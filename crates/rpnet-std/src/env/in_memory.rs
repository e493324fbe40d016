#![cfg(any(test, feature = "test-support"))]

use std::collections::HashMap;
use std::env::VarError;
use std::sync::{Arc, Mutex, PoisonError};

use super::ReadEnv;

/// An environment that lives in memory. Clones share the same variables.
#[derive(Debug, Clone, Default)]
pub struct InMemoryEnv {
    vars: Arc<Mutex<HashMap<String, String>>>,
}

impl InMemoryEnv {
    pub fn new() -> Self {
        Self::default()
    }

    pub fn with(self, key: impl Into<String>, value: impl Into<String>) -> Self {
        self.set(key, value);
        self
    }

    pub fn set(&self, key: impl Into<String>, value: impl Into<String>) {
        self.vars
            .lock()
            .unwrap_or_else(PoisonError::into_inner)
            .insert(key.into(), value.into());
    }

    pub fn remove(&self, key: &str) {
        self.vars
            .lock()
            .unwrap_or_else(PoisonError::into_inner)
            .remove(key);
    }
}

impl ReadEnv for InMemoryEnv {
    fn var(&self, key: &str) -> Result<String, VarError> {
        self.vars
            .lock()
            .unwrap_or_else(PoisonError::into_inner)
            .get(key)
            .cloned()
            .ok_or(VarError::NotPresent)
    }
}
impl<S: JetStream, C: Clock> Executor<S, C> {
    pub fn new(stream: S, handlers: Handlers, clock: C, node_name: impl Into<String>) -> Self {
        Self {
            stream,
            handlers,
            clock,
            node_name: node_name.into(),
        }
    }

    /// Consume scheduled events until `cancel` fires, running each on its
    /// own task. Runs still in flight get their token cancelled.
    pub async fn run(&self, cancel: CancellationToken) -> Result<(), CronError> {
        let mut messages = self
            .stream
            .consume(ConsumerConfig::new(EXECUTOR_CONSUMER, SCHEDULE_SUBJECT).max_deliver(MAX_DELIVER))
            .await?;

        info!(node = %self.node_name, "Cron executor running");
        loop {
            tokio::select! {
                _ = cancel.cancelled() => break,
                message = messages.next() => match message {
                    Some(Ok(message)) => {
                        let executor = self.clone();
                        let cancel = cancel.child_token();
                        tokio::spawn(async move {
                            executor.handle(message, cancel).await;
                        });
                    }
                    Some(Err(e)) => warn!(error = %e, "Schedule consumer error"),
                    None => {
                        warn!("Schedule consumer ended");
                        break;
                    }
                },
            }
        }
        info!(node = %self.node_name, "Cron executor stopped");
        Ok(())
    }

    /// Run one scheduled event and publish its completion. Returns the
    /// completion, or `None` when the event was handed back to the stream.
    pub async fn handle<M: StreamMessage>(
        &self,
        message: M,
        cancel: CancellationToken,
    ) -> Option<CronjobCompletedEvent> {
        let event: CronjobSchedulerEvent = match serde_json::from_slice(message.payload()) {
            Ok(event) => event,
            Err(e) => {
                warn!(error = %e, delivered = message.delivered(), "Undecodable schedule event");
                nak(&message).await;
                return None;
            }
        };
        let name = event.cronjob.name.clone();

        let Some(handler) = self.handlers.get(&name) else {
            warn!(job = %name, delivered = message.delivered(), "No handler registered for cronjob");
            nak(&message).await;
            return None;
        };

        if let Err(e) = message.ack().await {
            warn!(job = %name, error = %e, "Failed to ack schedule event");
        }

        let timeout = event.cronjob.timeout();
        let deadline = cancel.child_token();
        let ctx = JobContext {
            name: name.clone(),
            cancel: deadline.clone(),
            data: event.cronjob.data.clone(),
            scheduled_at: event.scheduled_at,
        };

        let started_at = self.clock.now();
        let started = Instant::now();
        let mut run = tokio::spawn(handler(ctx));
        let mut timed_out = false;
        let joined = tokio::select! {
            joined = &mut run => joined,
            _ = tokio::time::sleep(timeout) => {
                timed_out = true;
                deadline.cancel();
                warn!(job = %name, timeout_sec = timeout.as_secs(), "Cronjob deadline exceeded, waiting for handler");
                run.await
            }
        };
        let elapsed = started.elapsed();
        let end_date = self.clock.now();

        let outcome = match joined {
            Ok(result) => result,
            Err(e) if e.is_panic() => Err(anyhow::anyhow!(
                "handler panicked: {}",
                panic_message(e.into_panic())
            )),
            Err(e) => Err(anyhow::anyhow!("handler task failed: {e}")),
        };
        let (success, error_message, data) = match outcome {
            Ok(payload) => {
                let data = payload.map(|payload| CronjobData::new(payload, end_date));
                if timed_out {
                    let message = format!("deadline exceeded after {}s", timeout.as_secs());
                    (false, Some(message), data)
                } else {
                    (true, None, data)
                }
            }
            Err(e) => (false, Some(format!("{e:#}")), None),
        };

        let completed = CronjobCompletedEvent {
            name,
            success,
            started_at,
            end_date,
            elapsed_ms: u64::try_from(elapsed.as_millis()).unwrap_or(u64::MAX),
            error_message,
            node_name: self.node_name.clone(),
            data,
        };
        self.publish_completion(&completed).await;
        Some(completed)
    }

    async fn publish_completion(&self, event: &CronjobCompletedEvent) {
        let payload = match serde_json::to_vec(event) {
            Ok(payload) => payload,
            Err(e) => {
                error!(job = %event.name, error = %e, "Failed to serialize completion event");
                return;
            }
        };
        if let Err(e) = self
            .stream
            .publish(COMPLETE_SUBJECT.to_string(), payload.into())
            .await
        {
            error!(job = %event.name, error = %e, "Failed to publish completion event");
        }
    }
}
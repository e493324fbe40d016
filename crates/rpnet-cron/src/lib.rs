//! # rpnet-cron
//!
//! Fleet-wide cron on NATS JetStream. Every node keeps a replica of the job
//! registry and runs an executor; one elected node runs the scheduler.
//!
//! ## Flow
//!
//! 1. [`Registry::register_cronjob`] validates a job and stores it in the
//!    `cronjobs` bucket. Every node's registry picks it up from the watch.
//! 2. The leader's [`Scheduler`] ticks every second. A due job is published
//!    on `cron.schedule` and moved to `PENDING` with its next fire time.
//! 3. One node's [`Executor`] takes the event, acks it, runs the handler
//!    registered under the job's name with the job's timeout, and publishes
//!    the outcome on `cron.complete`.
//! 4. The scheduler consumes the completion and moves the job back to
//!    `WAITING`, keeping the data the handler returned.
//!
//! Delivery is at most once per fire time: a node that dies mid-run loses
//! that run, and ticks missed while no scheduler was running are skipped.
//!
//! ## Job record (JSON in the `cronjobs` bucket under `node_heartbeat`)
//!
//! ```json
//! {
//!   "name": "node_heartbeat",
//!   "schedule": "@always",
//!   "state": "WAITING",
//!   "next_schedule_time": "2026-01-01T00:01:00Z",
//!   "timeout_sec": 60
//! }
//! ```
//!
//! ## Quick start
//!
//! ```rust,no_run
//! use std::sync::Arc;
//!
//! use rpnet_cron::{CronNode, CronNodeParts, CronSettings, Cronjob, Handlers, kv};
//! use rpnet_std::{SystemClock, SystemEnv};
//! use rpnet_sync::{Lock, Store};
//! use tokio_util::sync::CancellationToken;
//!
//! # async fn example() -> Result<(), Box<dyn std::error::Error>> {
//! let settings = CronSettings::from_env(&SystemEnv);
//! let client = rpnet_nats::connect(&settings.nats).await?;
//! let js = async_nats::jetstream::new(client);
//! let backend = kv::provision(&js, &settings.election()).await?;
//!
//! let handlers = Handlers::new();
//! handlers.add("report", |ctx| async move {
//!     tracing::info!(job = %ctx.name, "Building report");
//!     Ok(None)
//! });
//!
//! let jobs = Store::builder(backend.jobs)
//!     .lock(Arc::new(Lock::new(backend.locks)))
//!     .build();
//! let node = CronNode::start(
//!     CronNodeParts {
//!         jobs,
//!         leader: backend.leader,
//!         stream: backend.stream,
//!         handlers,
//!         clock: SystemClock,
//!         node_name: settings.node_name.clone(),
//!         election: settings.election(),
//!     },
//!     CancellationToken::new(),
//! )
//! .await?;
//! node.registry()
//!     .register_cronjob(Cronjob::new("report", "0 8 * * *"))
//!     .await?;
//! # Ok(())
//! # }
//! ```

pub mod config;
pub mod error;
pub mod executor;
pub mod handlers;
pub mod kv;
pub mod node;
pub mod registry;
pub mod schedule;
pub mod scheduler;
pub mod settings;

pub use config::{
    Cronjob, CronjobCompletedEvent, CronjobData, CronjobSchedulerEvent, CronjobState,
    DEFAULT_TIMEOUT, MAX_TIMEOUT,
};
pub use error::CronError;
pub use executor::Executor;
pub use handlers::{HandlerResult, Handlers, JobContext};
pub use node::{CronNode, CronNodeParts};
pub use registry::Registry;
pub use scheduler::Scheduler;
pub use settings::CronSettings;
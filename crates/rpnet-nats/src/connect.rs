use std::time::Duration;

use async_nats::{Client, ConnectOptions, Event};
use thiserror::Error;
use tracing::{info, instrument, warn};

use crate::auth::{NatsAuth, NatsConfig};

const CONNECTION_TIMEOUT: Duration = Duration::from_secs(10);
const MAX_RECONNECT_DELAY: Duration = Duration::from_secs(30);

#[derive(Debug, Error)]
pub enum ConnectError {
    #[error("failed to load NATS credentials file: {0}")]
    Credentials(#[source] std::io::Error),

    #[error("failed to connect to NATS servers {servers:?}: {source}")]
    Connect {
        servers: Vec<String>,
        #[source]
        source: async_nats::ConnectError,
    },
}

/// Exponential backoff starting at one second, capped at
/// [`MAX_RECONNECT_DELAY`].
fn reconnect_delay(attempts: usize) -> Duration {
    let exponent = u32::try_from(attempts).unwrap_or(u32::MAX);
    let secs = 2u64
        .checked_pow(exponent)
        .unwrap_or(u64::MAX)
        .min(MAX_RECONNECT_DELAY.as_secs());
    Duration::from_secs(secs)
}

fn log_event(event: &Event) {
    match event {
        Event::Connected => info!("NATS connected"),
        Event::Disconnected => warn!("NATS disconnected, reconnecting"),
        Event::Closed => info!("NATS connection closed"),
        Event::Draining => info!("NATS connection draining"),
        Event::LameDuckMode => warn!("NATS server entering lame duck mode"),
        Event::SlowConsumer(sid) => warn!(sid, "NATS slow consumer"),
        Event::ServerError(err) => warn!(error = %err, "NATS server error"),
        Event::ClientError(err) => warn!(error = %err, "NATS client error"),
    }
}

async fn options_for(auth: &NatsAuth) -> Result<ConnectOptions, ConnectError> {
    let options = match auth {
        NatsAuth::Credentials(path) => ConnectOptions::with_credentials_file(path.clone())
            .await
            .map_err(ConnectError::Credentials)?,
        NatsAuth::NKey(seed) => ConnectOptions::with_nkey(seed.clone()),
        NatsAuth::UserPassword { user, password } => {
            ConnectOptions::with_user_and_password(user.clone(), password.clone())
        }
        NatsAuth::Token(token) => ConnectOptions::with_token(token.clone()),
        NatsAuth::None => ConnectOptions::new(),
    };

    Ok(options
        .retry_on_initial_connect()
        .connection_timeout(CONNECTION_TIMEOUT)
        .reconnect_delay_callback(reconnect_delay)
        .event_callback(|event| async move { log_event(&event) }))
}

/// Connect with automatic reconnection and lifecycle logging.
#[instrument(name = "nats.connect", skip(config), fields(servers = ?config.servers, auth = config.auth.kind()))]
pub async fn connect(config: &NatsConfig) -> Result<Client, ConnectError> {
    let options = options_for(&config.auth).await?;

    match options.connect(&config.servers).await {
        Ok(client) => {
            info!("Connected to NATS");
            Ok(client)
        }
        Err(source) => {
            warn!(error = %source, "Failed to connect to NATS");
            Err(ConnectError::Connect {
                servers: config.servers.clone(),
                source,
            })
        }
    }
}

#[cfg(test)]
mod tests {
    use super::*;

    #[test]
    fn reconnect_delay_doubles_from_one_second() {
        let delays: Vec<u64> = (0..5).map(|n| reconnect_delay(n).as_secs()).collect();
        assert_eq!(delays, vec![1, 2, 4, 8, 16]);
    }

    #[test]
    fn reconnect_delay_is_capped() {
        assert_eq!(reconnect_delay(5), MAX_RECONNECT_DELAY);
        assert_eq!(reconnect_delay(64), MAX_RECONNECT_DELAY);
        assert_eq!(reconnect_delay(usize::MAX), MAX_RECONNECT_DELAY);
    }

    #[test]
    fn every_event_is_logged_without_panicking() {
        use async_nats::{ClientError, ServerError};

        for event in [
            Event::Connected,
            Event::Disconnected,
            Event::Closed,
            Event::Draining,
            Event::LameDuckMode,
            Event::SlowConsumer(7),
            Event::ServerError(ServerError::Other("boom".to_string())),
            Event::ClientError(ClientError::Other("boom".to_string())),
        ] {
            log_event(&event);
        }
    }

    #[tokio::test]
    async fn missing_credentials_file_is_reported() {
        let auth = NatsAuth::Credentials("/nonexistent/rpnet.creds".into());
        let err = options_for(&auth).await.err().expect("should fail");
        assert!(matches!(err, ConnectError::Credentials(_)));
    }
}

※

## WORK REQUEST
Give back the listing exactly, please, from its first line to the line containing "the same variables.", inclusive, and nothing past that line.

## WRITTEN SOLUTION
filename crates/rpnet-std/src/env/in_memory.rs
repository e493324fbe40d016
#![cfg(any(test, feature = "test-support"))]

use std::collections::HashMap;
use std::env::VarError;
use std::sync::{Arc, Mutex, PoisonError};

use super::ReadEnv;

/// An environment that lives in memory. Clones share the same variables.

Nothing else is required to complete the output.